==== Supplied material ====

//! In-game payload types.

use serde::{Deserialize, Serialize};

use crate::{Move, RoomId};

/// Outbound move (`make-move`, client to relay).
#[derive(Debug, Clone, PartialEq, Eq, Serialize, Deserialize)]
pub struct MakeMove {
    /// The move just played locally.
    #[serde(rename = "move")]
    pub mv: Move,
    /// Room to relay it to.
    pub room_id: RoomId,
}

/// Inbound move (`make-move`, relay to the other player).
#[derive(Debug, Clone, PartialEq, Eq, Serialize, Deserialize)]
pub struct RemoteMove {
    /// The opponent's move.
    #[serde(rename = "move")]
    pub mv: Move,
}

impl From<MakeMove> for RemoteMove {
    fn from(outbound: MakeMove) -> Self {
        Self { mv: outbound.mv }
    }
}
//! Time sources for the countdown timer.
//!
//! The engine never sleeps; it reads a monotonic clock once per update.
//! `ManualClock` replaces the real clock in tests and recorded replays.

use std::cell::Cell;
use std::rc::Rc;
use std::time::{Duration, Instant};

/// A monotonic time source.
pub trait Clock {
    /// Current instant.
    fn now(&self) -> Instant;
}

/// The process monotonic clock.
#[derive(Clone, Copy, Debug, Default)]
pub struct MonotonicClock;

impl Clock for MonotonicClock {
    fn now(&self) -> Instant {
        Instant::now()
    }
}

/// A clock that only moves when told to.
///
/// Clones share the same time, so a test can keep one handle while the
/// session owns another.
///
/// ```
/// use std::time::Duration;
/// use motion_game::core::{Clock, ManualClock};
///
/// let clock = ManualClock::new();
/// let handle = clock.clone();
/// let start = clock.now();
///
/// handle.advance(Duration::from_millis(1500));
/// assert_eq!(clock.now() - start, Duration::from_millis(1500));
/// ```
#[derive(Clone, Debug)]
pub struct ManualClock {
    origin: Instant,
    offset: Rc<Cell<Duration>>,
}

impl ManualClock {
    /// Create a clock frozen at the current instant.
    #[must_use]
    pub fn new() -> Self {
        Self {
            origin: Instant::now(),
            offset: Rc::new(Cell::new(Duration::ZERO)),
        }
    }

    /// Move time forward.
    pub fn advance(&self, by: Duration) {
        self.offset.set(self.offset.get() + by);
    }

    /// Jump to an absolute offset from the clock's origin.
    ///
    /// Offsets earlier than the current one are ignored: time never runs
    /// backward.
    pub fn set_elapsed(&self, elapsed: Duration) {
        if elapsed > self.offset.get() {
            self.offset.set(elapsed);
        }
    }

    /// Time elapsed since the clock was created.
    #[must_use]
    pub fn elapsed(&self) -> Duration {
        self.offset.get()
    }
}

impl Default for ManualClock {
    fn default() -> Self {
        Self::new()
    }
}

impl Clock for ManualClock {
    fn now(&self) -> Instant {
        self.origin + self.offset.get()
    }
}
//! Frame-level status reported to the display shell.

use serde::{Deserialize, Serialize};

use crate::poses::PoseKind;

/// Color class for a status line. Shells map it to real colors.
#[derive(Clone, Copy, Debug, PartialEq, Eq, Hash, Serialize, Deserialize)]
pub enum ColorTag {
    /// Idle / informational.
    Neutral,
    /// Pose in progress, clock running.
    Warn,
    /// Pose matched.
    Success,
    /// Game over.
    Fail,
}

impl ColorTag {
    /// Suggested RGB color.
    #[must_use]
    pub const fn rgb(self) -> (u8, u8, u8) {
        match self {
            ColorTag::Neutral => (255, 255, 255),
            ColorTag::Warn => (255, 165, 0),
            ColorTag::Success => (0, 255, 0),
            ColorTag::Fail => (255, 0, 0),
        }
    }

    /// Lowercase name, for shells that key styles by string.
    #[must_use]
    pub const fn name(self) -> &'static str {
        match self {
            ColorTag::Neutral => "neutral",
            ColorTag::Warn => "warn",
            ColorTag::Success => "success",
            ColorTag::Fail => "fail",
        }
    }
}

/// What happened on one `update()` call.
#[derive(Clone, Copy, Debug, PartialEq, Serialize)]
pub enum FrameOutcome {
    /// The game had already ended; nothing was evaluated.
    GameOver,

    /// The pose timer ran out on this frame. The game is now over.
    TimeUp,

    /// The current pose scored at or above the pass threshold.
    Matched { pose: PoseKind, score: u32 },

    /// Still holding for the current pose.
    Holding {
        remaining_secs: f64,
        score: u32,
        max_score: u32,
    },
}

impl FrameOutcome {
    /// Status line text.
    #[must_use]
    pub fn status_text(&self) -> String {
        match self {
            FrameOutcome::GameOver => "GAME OVER".to_string(),
            FrameOutcome::TimeUp => "TIME'S UP! GAME OVER".to_string(),
            FrameOutcome::Matched { score, .. } => format!("MATCH! +{score} pts"),
            FrameOutcome::Holding {
                remaining_secs,
                score,
                max_score,
            } => format!("Time: {remaining_secs:.1}s | Score: {score}/{max_score}"),
        }
    }

    /// Color class for the status line.
    #[must_use]
    pub const fn color(&self) -> ColorTag {
        match self {
            FrameOutcome::GameOver | FrameOutcome::TimeUp => ColorTag::Fail,
            FrameOutcome::Matched { .. } => ColorTag::Success,
            FrameOutcome::Holding { .. } => ColorTag::Warn,
        }
    }

    /// Points added to the total on this frame.
    #[must_use]
    pub const fn score_delta(&self) -> u32 {
        match self {
            FrameOutcome::Matched { score, .. } => *score,
            _ => 0,
        }
    }

    /// Is the game over after this frame?
    #[must_use]
    pub const fn is_terminal(&self) -> bool {
        matches!(self, FrameOutcome::GameOver | FrameOutcome::TimeUp)
    }
}

impl std::fmt::Display for FrameOutcome {
    fn fmt(&self, f: &mut std::fmt::Formatter<'_>) -> std::fmt::Result {
        f.write_str(&self.status_text())
    }
}

#[cfg(test)]
mod tests {
    use super::*;

    #[test]
    fn test_status_texts() {
        assert_eq!(FrameOutcome::GameOver.status_text(), "GAME OVER");
        assert_eq!(FrameOutcome::TimeUp.status_text(), "TIME'S UP! GAME OVER");
        assert_eq!(
            FrameOutcome::Matched {
                pose: PoseKind::Archer,
                score: 8
            }
            .to_string(),
            "MATCH! +8 pts"
        );
        assert_eq!(
            FrameOutcome::Holding {
                remaining_secs: 4.26,
                score: 3,
                max_score: 10
            }
            .status_text(),
            "Time: 4.3s | Score: 3/10"
        );
    }

    #[test]
    fn test_colors_and_delta() {
        let matched = FrameOutcome::Matched {
            pose: PoseKind::Awakening,
            score: 10,
        };
        assert_eq!(matched.color(), ColorTag::Success);
        assert_eq!(matched.score_delta(), 10);
        assert!(!matched.is_terminal());

        assert_eq!(FrameOutcome::TimeUp.color(), ColorTag::Fail);
        assert_eq!(FrameOutcome::GameOver.score_delta(), 0);
        assert!(FrameOutcome::GameOver.is_terminal());
    }

    #[test]
    fn test_color_names() {
        assert_eq!(ColorTag::Warn.name(), "warn");
        assert_eq!(ColorTag::Fail.rgb(), (255, 0, 0));
    }
}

====

**Try it**
Would you please reproduce the entries above word for word?

**Written response**
//! In-game payload types.

use serde::{Deserialize, Serialize};

use crate::{Move, RoomId};

/// Outbound move (`make-move`, client to relay).
#[derive(Debug, Clone, PartialEq, Eq, Serialize, Deserialize)]
pub struct MakeMove {
    /// The move just played locally.
    #[serde(rename = "move")]
    pub mv: Move,
    /// Room to relay it to.
    pub room_id: RoomId,
}

/// Inbound move (`make-move`, relay to the other player).
#[derive(Debug, Clone, PartialEq, Eq, Serialize, Deserialize)]
pub struct RemoteMove {
    /// The opponent's move.
    #[serde(rename = "move")]
    pub mv: Move,
}

impl From<MakeMove> for RemoteMove {
    fn from(outbound: MakeMove) -> Self {
        Self { mv: outbound.mv }
    }
}
//! Time sources for the countdown timer.
//!
//! The engine never sleeps; it reads a monotonic clock once per update.
//! `ManualClock` replaces the real clock in tests and recorded replays.

use std::cell::Cell;
use std::rc::Rc;
use std::time::{Duration, Instant};

/// A monotonic time source.
pub trait Clock {
    /// Current instant.
    fn now(&self) -> Instant;
}

/// The process monotonic clock.
#[derive(Clone, Copy, Debug, Default)]
pub struct MonotonicClock;

impl Clock for MonotonicClock {
    fn now(&self) -> Instant {
        Instant::now()
    }
}

/// A clock that only moves when told to.
///
/// Clones share the same time, so a test can keep one handle while the
/// session owns another.
///
/// ```
/// use std::time::Duration;
/// use motion_game::core::{Clock, ManualClock};
///
/// let clock = ManualClock::new();
/// let handle = clock.clone();
/// let start = clock.now();
///
/// handle.advance(Duration::from_millis(1500));
/// assert_eq!(clock.now() - start, Duration::from_millis(1500));
/// ```
#[derive(Clone, Debug)]
pub struct ManualClock {
    origin: Instant,
    offset: Rc<Cell<Duration>>,
}

impl ManualClock {
    /// Create a clock frozen at the current instant.
    #[must_use]
    pub fn new() -> Self {
        Self {
            origin: Instant::now(),
            offset: Rc::new(Cell::new(Duration::ZERO)),
        }
    }

    /// Move time forward.
    pub fn advance(&self, by: Duration) {
        self.offset.set(self.offset.get() + by);
    }

    /// Jump to an absolute offset from the clock's origin.
    ///
    /// Offsets earlier than the current one are ignored: time never runs
    /// backward.
    pub fn set_elapsed(&self, elapsed: Duration) {
        if elapsed > self.offset.get() {
            self.offset.set(elapsed);
        }
    }

    /// Time elapsed since the clock was created.
    #[must_use]
    pub fn elapsed(&self) -> Duration {
        self.offset.get()
    }
}

impl Default for ManualClock {
    fn default() -> Self {
        Self::new()
    }
}

impl Clock for ManualClock {
    fn now(&self) -> Instant {
        self.origin + self.offset.get()
    }
}
//! Frame-level status reported to the display shell.

use serde::{Deserialize, Serialize};

use crate::poses::PoseKind;

/// Color class for a status line. Shells map it to real colors.
#[derive(Clone, Copy, Debug, PartialEq, Eq, Hash, Serialize, Deserialize)]
pub enum ColorTag {
    /// Idle / informational.
    Neutral,
    /// Pose in progress, clock running.
    Warn,
    /// Pose matched.
    Success,
    /// Game over.
    Fail,
}

impl ColorTag {
    /// Suggested RGB color.
    #[must_use]
    pub const fn rgb(self) -> (u8, u8, u8) {
        match self {
            ColorTag::Neutral => (255, 255, 255),
            ColorTag::Warn => (255, 165, 0),
            ColorTag::Success => (0, 255, 0),
            ColorTag::Fail => (255, 0, 0),
        }
    }

    /// Lowercase name, for shells that key styles by string.
    #[must_use]
    pub const fn name(self) -> &'static str {
        match self {
            ColorTag::Neutral => "neutral",
            ColorTag::Warn => "warn",
            ColorTag::Success => "success",
            ColorTag::Fail => "fail",
        }
    }
}

/// What happened on one `update()` call.
#[derive(Clone, Copy, Debug, PartialEq, Serialize)]
pub enum FrameOutcome {
    /// The game had already ended; nothing was evaluated.
    GameOver,

    /// The pose timer ran out on this frame. The game is now over.
    TimeUp,

    /// The current pose scored at or above the pass threshold.
    Matched { pose: PoseKind, score: u32 },

    /// Still holding for the current pose.
    Holding {
        remaining_secs: f64,
        score: u32,
        max_score: u32,
    },
}

impl FrameOutcome {
    /// Status line text.
    #[must_use]
    pub fn status_text(&self) -> String {
        match self {
            FrameOutcome::GameOver => "GAME OVER".to_string(),
            FrameOutcome::TimeUp => "TIME'S UP! GAME OVER".to_string(),
            FrameOutcome::Matched { score, .. } => format!("MATCH! +{score} pts"),
            FrameOutcome::Holding {
                remaining_secs,
                score,
                max_score,
            } => format!("Time: {remaining_secs:.1}s | Score: {score}/{max_score}"),
        }
    }

    /// Color class for the status line.
    #[must_use]
    pub const fn color(&self) -> ColorTag {
        match self {
            FrameOutcome::GameOver | FrameOutcome::TimeUp => ColorTag::Fail,
            FrameOutcome::Matched { .. } => ColorTag::Success,
            FrameOutcome::Holding { .. } => ColorTag::Warn,
        }
    }

    /// Points added to the total on this frame.
    #[must_use]
    pub const fn score_delta(&self) -> u32 {
        match self {
            FrameOutcome::Matched { score, .. } => *score,
            _ => 0,
        }
    }

    /// Is the game over after this frame?
    #[must_use]
    pub const fn is_terminal(&self) -> bool {
        matches!(self, FrameOutcome::GameOver | FrameOutcome::TimeUp)
    }
}

impl std::fmt::Display for FrameOutcome {
    fn fmt(&self, f: &mut std::fmt::Formatter<'_>) -> std::fmt::Result {
        f.write_str(&self.status_text())
    }
}

#[cfg(test)]
mod tests {
    use super::*;

    #[test]
    fn test_status_texts() {
        assert_eq!(FrameOutcome::GameOver.status_text(), "GAME OVER");
        assert_eq!(FrameOutcome::TimeUp.status_text(), "TIME'S UP! GAME OVER");
        assert_eq!(
            FrameOutcome::Matched {
                pose: PoseKind::Archer,
                score: 8
            }
            .to_string(),
            "MATCH! +8 pts"
        );
        assert_eq!(
            FrameOutcome::Holding {
                remaining_secs: 4.26,
                score: 3,
                max_score: 10
            }
            .status_text(),
            "Time: 4.3s | Score: 3/10"
        );
    }

    #[test]
    fn test_colors_and_delta() {
        let matched = FrameOutcome::Matched {
            pose: PoseKind::Awakening,
            score: 10,
        };
        assert_eq!(matched.color(), ColorTag::Success);
        assert_eq!(matched.score_delta(), 10);
        assert!(!matched.is_terminal());

        assert_eq!(FrameOutcome::TimeUp.color(), ColorTag::Fail);
        assert_eq!(FrameOutcome::GameOver.score_delta(), 0);
        assert!(FrameOutcome::GameOver.is_terminal());
    }

    #[test]
    fn test_color_names() {
        assert_eq!(ColorTag::Warn.name(), "warn");
        assert_eq!(ColorTag::Fail.rgb(), (255, 0, 0));
    }
}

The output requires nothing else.